--- REQUIRED ACTION ---
The reply to the records below should contain exactly the lines from the line with "let mut needles" through the line with "if let Some(start)", and nothing besides.

--- RECORDS TO PROCESS ---
[Start of section]

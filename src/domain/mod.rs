//! Domain aggregates exposed by the campaign service layer.

pub mod category;
pub mod organization;
pub mod signup;
pub mod types;
//! Diesel implementation of the organization reader and writer.

use std::collections::HashMap;

use diesel::dsl::{count_star, min, sum};
use diesel::sql_types::{BigInt, Bool, Integer};
use diesel::sqlite::Sqlite;
use diesel::{Connection, prelude::*};

use crate::aggregation::relabel;
use crate::db::unicode_lower;
use crate::domain::organization::{NewOrganization, Organization, UpdateOrganization};
use crate::domain::types::OrganizationId;
use crate::models::organization::{
    NewOrganization as DbNewOrganization, Organization as DbOrganization,
    UpdateOrganization as DbUpdateOrganization,
};
use crate::query::{OrganizationListQuery, OrganizationSort, Predicate, Sort, like_pattern};
use crate::repository::errors::{RepositoryError, RepositoryResult};
use crate::repository::{
    DieselRepository, GroupCounts, OrganizationGroup, OrganizationReader, OrganizationWriter,
    first_seen,
};
use crate::schema::{categories, organizations};

type BoxedOrganizations = organizations::BoxedQuery<'static, Sqlite>;
type SearchCondition = Box<dyn BoxableExpression<organizations::table, Sqlite, SqlType = Bool>>;

#[derive(QueryableByName)]
struct ImageTally {
    #[diesel(sql_type = Integer)]
    images: i32,
    #[diesel(sql_type = BigInt)]
    count: i64,
}

const COUNT_BY_IMAGES: &str = "SELECT images, COUNT(*) AS count FROM (\
     SELECT (CASE WHEN trim(image_1) <> '' THEN 1 ELSE 0 END) \
          + (CASE WHEN trim(image_2) <> '' THEN 1 ELSE 0 END) \
          + (CASE WHEN trim(image_3) <> '' THEN 1 ELSE 0 END) \
          + (CASE WHEN trim(image_4) <> '' THEN 1 ELSE 0 END) AS images \
     FROM organizations) \
     GROUP BY images";

fn search_condition(needle: &str) -> SearchCondition {
    let pattern = like_pattern(needle);
    Box::new(
        unicode_lower(organizations::name)
            .like(pattern.clone())
            .escape('\\')
            .or(unicode_lower(organizations::contact_name)
                .like(pattern.clone())
                .escape('\\'))
            .or(unicode_lower(organizations::phone)
                .like(pattern)
                .escape('\\')),
    )
}

fn filtered(predicate: &Predicate) -> BoxedOrganizations {
    let mut query = organizations::table.into_boxed();

    let mut needles = predicate.search_needles().into_iter();
    if let Some(first) = needles.next() {
        let condition = needles.fold(search_condition(&first), |acc, needle| -> SearchCondition {
            Box::new(acc.or(search_condition(&needle)))
        });
        query = query.filter(condition);
    }
    if !predicate.provinces.is_empty() {
        query = query.filter(organizations::province.eq_any(predicate.provinces.clone()));
    }
    if !predicate.category_ids.is_empty() {
        query = query.filter(organizations::category_id.eq_any(predicate.category_ids.clone()));
    }
    if !predicate.kinds.is_empty() {
        query = query.filter(organizations::org_type.eq_any(predicate.kinds.clone()));
    }
    if let Some(start) = predicate.created.start {
        query = query.filter(organizations::created_at.ge(start));
    }
    if let Some(end) = predicate.created.end {
        query = query.filter(organizations::created_at.lt(end));
    }
    if let Some(min) = predicate.amount.min {
        query = query.filter(organizations::participants.ge(min));
    }
    if let Some(max) = predicate.amount.max {
        query = query.filter(organizations::participants.le(max));
    }

    query
}

fn sorted(query: BoxedOrganizations, sort: Sort<OrganizationSort>) -> BoxedOrganizations {
    let id = organizations::id;
    match sort.key {
        OrganizationSort::CreatedAt => {
            sort_boxed!(query, organizations::created_at, id, sort.direction)
        }
        OrganizationSort::Name => sort_boxed!(query, organizations::name, id, sort.direction),
        OrganizationSort::Province => {
            sort_boxed!(query, organizations::province, id, sort.direction)
        }
        OrganizationSort::Participants => {
            sort_boxed!(query, organizations::participants, id, sort.direction)
        }
    }
}

fn into_domain(rows: Vec<DbOrganization>) -> RepositoryResult<Vec<Organization>> {
    rows.into_iter()
        .map(|row| Organization::try_from(row).map_err(RepositoryError::from))
        .collect()
}

impl OrganizationReader for DieselRepository {
    fn get_organization_by_id(
        &self,
        id: OrganizationId,
    ) -> RepositoryResult<Option<Organization>> {
        let mut conn = self.conn()?;
        let row = organizations::table
            .find(id.get())
            .first::<DbOrganization>(&mut conn)
            .optional()?;

        row.map(Organization::try_from)
            .transpose()
            .map_err(RepositoryError::from)
    }

    fn list_organizations(
        &self,
        query: &OrganizationListQuery,
    ) -> RepositoryResult<(usize, Vec<Organization>)> {
        let mut conn = self.conn()?;

        let (total, rows) = conn.transaction::<_, diesel::result::Error, _>(|conn| {
            let total = filtered(&query.predicate)
                .count()
                .get_result::<i64>(conn)? as usize;

            let mut items = sorted(filtered(&query.predicate), query.sort);
            if let Some(pagination) = &query.pagination {
                let window = pagination.window(total);
                items = items
                    .offset(window.skip as i64)
                    .limit(window.per_page as i64);
            }

            Ok((total, items.load::<DbOrganization>(conn)?))
        })?;

        Ok((total, into_domain(rows)?))
    }

    fn count_organizations_by(&self, group: OrganizationGroup) -> RepositoryResult<GroupCounts> {
        let mut conn = self.conn()?;

        let rows = match group {
            OrganizationGroup::Province => first_seen(
                organizations::table
                    .group_by(organizations::province)
                    .select((organizations::province, count_star(), min(organizations::id)))
                    .load::<(Option<String>, i64, Option<i32>)>(&mut conn)?,
            )
            .into_iter()
            .map(|(province, count)| (province, count as u64))
            .collect(),
            OrganizationGroup::OrganizationType => first_seen(
                organizations::table
                    .group_by(organizations::org_type)
                    .select((organizations::org_type, count_star(), min(organizations::id)))
                    .load::<(String, i64, Option<i32>)>(&mut conn)?,
            )
            .into_iter()
            .map(|(org_type, count)| (Some(org_type), count as u64))
            .collect(),
            OrganizationGroup::Category => {
                let counts = first_seen(
                    organizations::table
                        .group_by(organizations::category_id)
                        .select((
                            organizations::category_id,
                            count_star(),
                            min(organizations::id),
                        ))
                        .load::<(Option<i32>, i64, Option<i32>)>(&mut conn)?,
                );
                let names: HashMap<i32, String> = categories::table
                    .select((categories::id, categories::name))
                    .load::<(i32, String)>(&mut conn)?
                    .into_iter()
                    .collect();

                relabel(
                    counts
                        .into_iter()
                        .map(|(category_id, count)| (category_id, count as u64)),
                    &names,
                )
            }
        };

        Ok(rows)
    }

    fn sum_participants_by_province(&self) -> RepositoryResult<Vec<(Option<String>, i64)>> {
        let mut conn = self.conn()?;
        let rows = first_seen(
            organizations::table
                .group_by(organizations::province)
                .select((
                    organizations::province,
                    sum(organizations::participants),
                    min(organizations::id),
                ))
                .load::<(Option<String>, Option<i64>, Option<i32>)>(&mut conn)?,
        );

        Ok(rows
            .into_iter()
            .map(|(province, total)| (province, total.unwrap_or(0)))
            .collect())
    }

    fn count_organizations_by_images(&self) -> RepositoryResult<Vec<(usize, u64)>> {
        let mut conn = self.conn()?;
        let rows = diesel::sql_query(COUNT_BY_IMAGES).load::<ImageTally>(&mut conn)?;

        Ok(rows
            .into_iter()
            .map(|row| (row.images.max(0) as usize, row.count as u64))
            .collect())
    }
}

impl OrganizationWriter for DieselRepository {
    fn create_organization(
        &self,
        new_organization: &NewOrganization,
    ) -> RepositoryResult<Organization> {
        let mut conn = self.conn()?;
        let insertable: DbNewOrganization = new_organization.into();

        let row = diesel::insert_into(organizations::table)
            .values(&insertable)
            .get_result::<DbOrganization>(&mut conn)?;

        Organization::try_from(row).map_err(RepositoryError::from)
    }

    fn update_organization(
        &self,
        id: OrganizationId,
        updates: &UpdateOrganization,
    ) -> RepositoryResult<Organization> {
        let mut conn = self.conn()?;
        let changes: DbUpdateOrganization = updates.into();

        let row = diesel::update(organizations::table.find(id.get()))
            .set(&changes)
            .get_result::<DbOrganization>(&mut conn)?;

        Organization::try_from(row).map_err(RepositoryError::from)
    }

    fn delete_organization(&self, id: OrganizationId) -> RepositoryResult<()> {
        let mut conn = self.conn()?;
        let affected = diesel::delete(organizations::table.find(id.get())).execute(&mut conn)?;
        if affected == 0 {
            return Err(RepositoryError::NotFound);
        }
        Ok(())
    }
}
//! Individual pledge registrations.

use std::fmt::Display;

use chrono::{NaiveDateTime, Utc};
use serde::{Deserialize, Serialize};

use crate::domain::types::{
    Age, CategoryId, PersonName, PhoneNumber, Province, SignupId,
};
use crate::query::Filterable;

/// Commitment a participant makes for the Lent period.
#[derive(Clone, Debug, Serialize, Deserialize, PartialEq, Eq, Hash)]
pub enum PledgeType {
    /// Abstain for the whole three months of Lent.
    FullLent,
    OneMonth,
    OneWeek,
    /// Cut down rather than abstain.
    Reduce,
    Other(String),
}

impl PledgeType {
    /// Thai label shown on dashboards.
    pub fn label(&self) -> &str {
        match self {
            PledgeType::FullLent => "งดตลอดพรรษา",
            PledgeType::OneMonth => "งด 1 เดือน",
            PledgeType::OneWeek => "งด 1 สัปดาห์",
            PledgeType::Reduce => "ลดการดื่ม",
            PledgeType::Other(s) => s,
        }
    }
}

impl Display for PledgeType {
    fn fmt(&self, f: &mut std::fmt::Formatter<'_>) -> std::fmt::Result {
        match self {
            PledgeType::FullLent => write!(f, "FullLent"),
            PledgeType::OneMonth => write!(f, "OneMonth"),
            PledgeType::OneWeek => write!(f, "OneWeek"),
            PledgeType::Reduce => write!(f, "Reduce"),
            PledgeType::Other(s) => write!(f, "{s}"),
        }
    }
}

impl From<&str> for PledgeType {
    fn from(s: &str) -> Self {
        match s {
            "FullLent" => PledgeType::FullLent,
            "OneMonth" => PledgeType::OneMonth,
            "OneWeek" => PledgeType::OneWeek,
            "Reduce" => PledgeType::Reduce,
            _ => PledgeType::Other(s.to_string()),
        }
    }
}

impl From<String> for PledgeType {
    fn from(s: String) -> Self {
        s.as_str().into()
    }
}

#[derive(Clone, Debug, Serialize, Deserialize, PartialEq)]
pub struct Signup {
    pub id: SignupId,
    pub first_name: PersonName,
    pub last_name: PersonName,
    pub phone: PhoneNumber,
    pub province: Option<Province>,
    pub category_id: Option<CategoryId>,
    pub pledge_type: PledgeType,
    pub age: Age,
    pub created_at: NaiveDateTime,
    pub updated_at: NaiveDateTime,
}

impl Signup {
    pub fn full_name(&self) -> String {
        format!("{} {}", self.first_name, self.last_name)
    }
}

impl Filterable for Signup {
    fn search_fields(&self) -> Vec<&str> {
        vec![
            self.first_name.as_str(),
            self.last_name.as_str(),
            self.phone.as_str(),
        ]
    }

    fn province(&self) -> Option<&str> {
        self.province.as_deref()
    }

    fn category_id(&self) -> Option<i32> {
        self.category_id.map(CategoryId::get)
    }

    fn kind(&self) -> String {
        self.pledge_type.to_string()
    }

    fn amount(&self) -> i32 {
        self.age.get()
    }

    fn created_at(&self) -> NaiveDateTime {
        self.created_at
    }
}

#[derive(Clone, Debug, PartialEq)]
pub struct NewSignup {
    pub first_name: PersonName,
    pub last_name: PersonName,
    pub phone: PhoneNumber,
    pub province: Option<Province>,
    pub category_id: Option<CategoryId>,
    pub pledge_type: PledgeType,
    pub age: Age,
    pub created_at: NaiveDateTime,
}

impl NewSignup {
    #[must_use]
    pub fn new(
        first_name: PersonName,
        last_name: PersonName,
        phone: PhoneNumber,
        province: Option<Province>,
        category_id: Option<CategoryId>,
        pledge_type: PledgeType,
        age: Age,
    ) -> Self {
        Self {
            first_name,
            last_name,
            phone,
            province,
            category_id,
            pledge_type,
            age,
            created_at: Utc::now().naive_utc(),
        }
    }

    /// Overrides the registration time, e.g. for bulk imports of paper forms.
    #[must_use]
    pub fn registered_at(mut self, created_at: NaiveDateTime) -> Self {
        self.created_at = created_at;
        self
    }
}

#[derive(Clone, Debug, PartialEq)]
pub struct UpdateSignup {
    pub first_name: PersonName,
    pub last_name: PersonName,
    pub phone: PhoneNumber,
    pub province: Option<Province>,
    pub category_id: Option<CategoryId>,
    pub pledge_type: PledgeType,
    pub age: Age,
    pub updated_at: NaiveDateTime,
}

impl From<NewSignup> for UpdateSignup {
    fn from(signup: NewSignup) -> Self {
        Self {
            first_name: signup.first_name,
            last_name: signup.last_name,
            phone: signup.phone,
            province: signup.province,
            category_id: signup.category_id,
            pledge_type: signup.pledge_type,
            age: signup.age,
            updated_at: Utc::now().naive_utc(),
        }
    }
}

#[cfg(test)]
mod tests {
    use super::*;

    #[test]
    fn pledge_type_round_trips_through_text() {
        for pledge in [
            PledgeType::FullLent,
            PledgeType::OneMonth,
            PledgeType::OneWeek,
            PledgeType::Reduce,
        ] {
            assert_eq!(PledgeType::from(pledge.to_string()), pledge);
        }
        assert_eq!(
            PledgeType::from("Custom"),
            PledgeType::Other("Custom".to_string())
        );
        assert_eq!(PledgeType::Other("เลิกถาวร".into()).label(), "เลิกถาวร");
    }
}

[End of section]

--- WRITTEN RESPONSE ---
    let mut needles = predicate.search_needles().into_iter();
    if let Some(first) = needles.next() {
        let condition = needles.fold(search_condition(&first), |acc, needle| -> SearchCondition {
            Box::new(acc.or(search_condition(&needle)))
        });
        query = query.filter(condition);
    }
    if !predicate.provinces.is_empty() {
        query = query.filter(organizations::province.eq_any(predicate.provinces.clone()));
    }
    if !predicate.category_ids.is_empty() {
        query = query.filter(organizations::category_id.eq_any(predicate.category_ids.clone()));
    }
    if !predicate.kinds.is_empty() {
        query = query.filter(organizations::org_type.eq_any(predicate.kinds.clone()));
    }
    if let Some(start) = predicate.created.start {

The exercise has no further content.